There are no drawpacks if you install ML, you just get more functions 
But here are some things which I personally use for photos only (Not all of them!):
Dual ISO
AutoExposure
Raw histogram
Magic zoom (easier manual focusing with LV )
Advanced bracketing for HDR
Intervalometer
Bulb timer (from 1s to 8h)
Motion detect in LV
Display gain in LV to see in dark
Focus patterns for my poor 600D =)


----------



## Marsu42 (Mar 17, 2014)

Nitroman said:


> I had the same problem when i tried using a 64Gb CF card.



Fixed in latest nightly.



mackguyver said:


> What are the benefits and drawbacks for stills shooters?



This is what I use:
* raw(!) histogram
* nearly 15ev dynamic range (dual_iso)
* add ~0.3-0.5ev dr for each iso setting (mini_iso)
* 60fps+ silent raw pictures (@lv res)
* focus stacking
* focus peaking
* zebras
* trap focus
* motion detect
* unlimited automatic bracketing
* unlimited auto iso, even with flash
* unlimited bulb timer
* intervalometer
* quick +-ev preview in quick review


----------



## mackguyver (Mar 17, 2014)

Marsu42 said:


> mackguyver said:
> 
> 
> > What are the benefits and drawbacks for stills shooters?
> ...


Marsu, thank you for the detailed list - I didn't see much of that advertised on the ML site, but those sound like great features.


----------



## Marsu42 (Mar 17, 2014)

mackguyver said:


> Marsu, thank you for the detailed list - I didn't see much of that advertised on the ML site



It's a known problem - developing new features is much more exciting than maintaining the website or writing docs ... the ml devs are coding for free because they want to use it themselves, but there's little incentive for the doing the boring stuff.
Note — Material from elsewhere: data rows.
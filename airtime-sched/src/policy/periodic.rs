//! Periodic admission policy — first-fit over fragmented free slots.
//!
//! Non-periodic requests take the earliest free slot with room for the
//! guard-expanded block. Periodic requests repeat every
//! `cycle / period_count` microseconds (the full beacon interval, not
//! the data phase): placement starts in the earliest slot that can host
//! the first block and then must hit a free slot at every multiple of
//! the repetition interval — a single miss stops the scan. Fewer than
//! two placeable blocks rejects the whole request with no mutation.

use airtime_core::constants::MAX_BLOCKS_PER_ALLOCATION;
use airtime_core::{
    AdmissionResult, Allocation, AllocationKind, Interval, RejectReason, ReservationRequest,
};
use tracing::{debug, warn};

use super::{alloc_duration, EvalCtx};

pub(crate) fn evaluate_add(
    request: &ReservationRequest,
    ctx: &mut EvalCtx<'_>,
) -> AdmissionResult {
    let duration = alloc_duration(&request.tspec);
    let guard = ctx.config.guard_time_us;
    let cost = duration + guard;

    if !request.tspec.is_periodic() {
        return add_single_block(request, duration, cost, ctx);
    }

    let sp_interval = ctx.cycle_us / u32::from(request.tspec.period_count);
    // Every repetition must leave the configured contention floor
    // between itself and the next.
    if sp_interval < cost.saturating_add(ctx.config.min_broadcast_cbap_us) {
        warn!(
            sp_interval,
            duration, "repetition interval cannot preserve the minimum broadcast CBAP"
        );
        return AdmissionResult::Rejected(RejectReason::ContentionFloor);
    }

    let max_blocks = request.tspec.period_count.min(MAX_BLOCKS_PER_ALLOCATION);
    let starts = placement_starts(ctx.slots.slots(), cost, sp_interval, max_blocks);
    if starts.len() < 2 {
        // A periodic grant that repeats fewer than twice per cycle is
        // not periodic at all.
        debug!(placed = starts.len(), "periodic placement infeasible");
        return AdmissionResult::Rejected(RejectReason::BrokenPeriodicity);
    }

    for &start in &starts {
        ctx.slots.carve(Interval::new(start, start + cost));
    }
    ctx.table.push(Allocation {
        id: request.allocation_id,
        kind: AllocationKind::ReservedPeriod,
        persistent: request.tspec.persistent,
        source: request.source,
        dest: request.dest,
        start_us: starts[0],
        block_duration_us: duration,
        block_period_us: sp_interval,
        block_count: starts.len() as u16,
        announced: false,
    });
    debug!(
        source = request.source,
        dest = request.dest,
        first = starts[0],
        blocks = starts.len(),
        sp_interval,
        "periodic reservation placed"
    );
    AdmissionResult::Accepted(request.key())
}

fn add_single_block(
    request: &ReservationRequest,
    duration: u32,
    cost: u32,
    ctx: &mut EvalCtx<'_>,
) -> AdmissionResult {
    let Some(slot) = ctx.slots.first_fit(cost) else {
        debug!(duration, "no free slot wide enough");
        return AdmissionResult::Rejected(RejectReason::InsufficientFreeTime);
    };
    ctx.slots.carve(Interval::new(slot.start, slot.start + cost));
    ctx.table.push(Allocation {
        id: request.allocation_id,
        kind: AllocationKind::ReservedPeriod,
        persistent: request.tspec.persistent,
        source: request.source,
        dest: request.dest,
        start_us: slot.start,
        block_duration_us: duration,
        block_period_us: 0,
        block_count: 1,
        announced: false,
    });
    debug!(
        source = request.source,
        dest = request.dest,
        start = slot.start,
        duration,
        "reservation placed in first fitting slot"
    );
    AdmissionResult::Accepted(request.key())
}

/// Greedy periodic placement scan over the sorted free slots.
///
/// While no block has been placed yet the candidate start snaps forward
/// to each next slot's start (per-slot restart). Once the first block is
/// placed, every subsequent candidate `first + n * sp_interval` must lie
/// inside a free slot with room for `cost`; the first miss ends the
/// scan. Returns the placed start offsets in order.
fn placement_starts(
    slots: &[Interval],
    cost: u32,
    sp_interval: u32,
    max_blocks: u16,
) -> Vec<u32> {
    let mut starts: Vec<u32> = Vec::new();
    let Some(first) = slots.first() else {
        return starts;
    };
    let mut candidate = first.start;
    let mut idx = 0;

    while idx < slots.len() && starts.len() < usize::from(max_blocks) {
        let slot = slots[idx];
        if slot.end <= candidate {
            // Candidate lies past this slot entirely.
            idx += 1;
            continue;
        }
        if candidate < slot.start {
            if starts.is_empty() {
                candidate = slot.start;
            } else {
                // The required offset falls in a reserved gap.
                break;
            }
        }
        if candidate + cost <= slot.end {
            starts.push(candidate);
            candidate += sp_interval;
        } else if starts.is_empty() {
            // Restart the search at the next slot.
            idx += 1;
            if let Some(next) = slots.get(idx) {
                candidate = next.start;
            }
        } else {
            break;
        }
    }
    starts
}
Feel free to apply once you've gotten into using ML


----------



## infared (Mar 17, 2014)

mackguyver said:


> Marsu42 said:
> 
> 
> > mackguyver said:
> ...



Thanks Marsu...answered a lot of my questions, too...although some of the things on the list I will have to look up because I do not know what they are. Definitely do not have a clue as to what Dual ISO is?


----------



## Marsu42 (Mar 17, 2014)

infared said:


> Definitely do not have a clue as to what Dual ISO is?



It interlaces a single shot with two different iso settings like 100 and 800, you then de-interlace it with a postprocessing program "cr2hdr.exe". The result is a boost in dynamic range with a minor loss of resolution on both ends of the histogram. Great for shooting moving high-dynamic rang scenes.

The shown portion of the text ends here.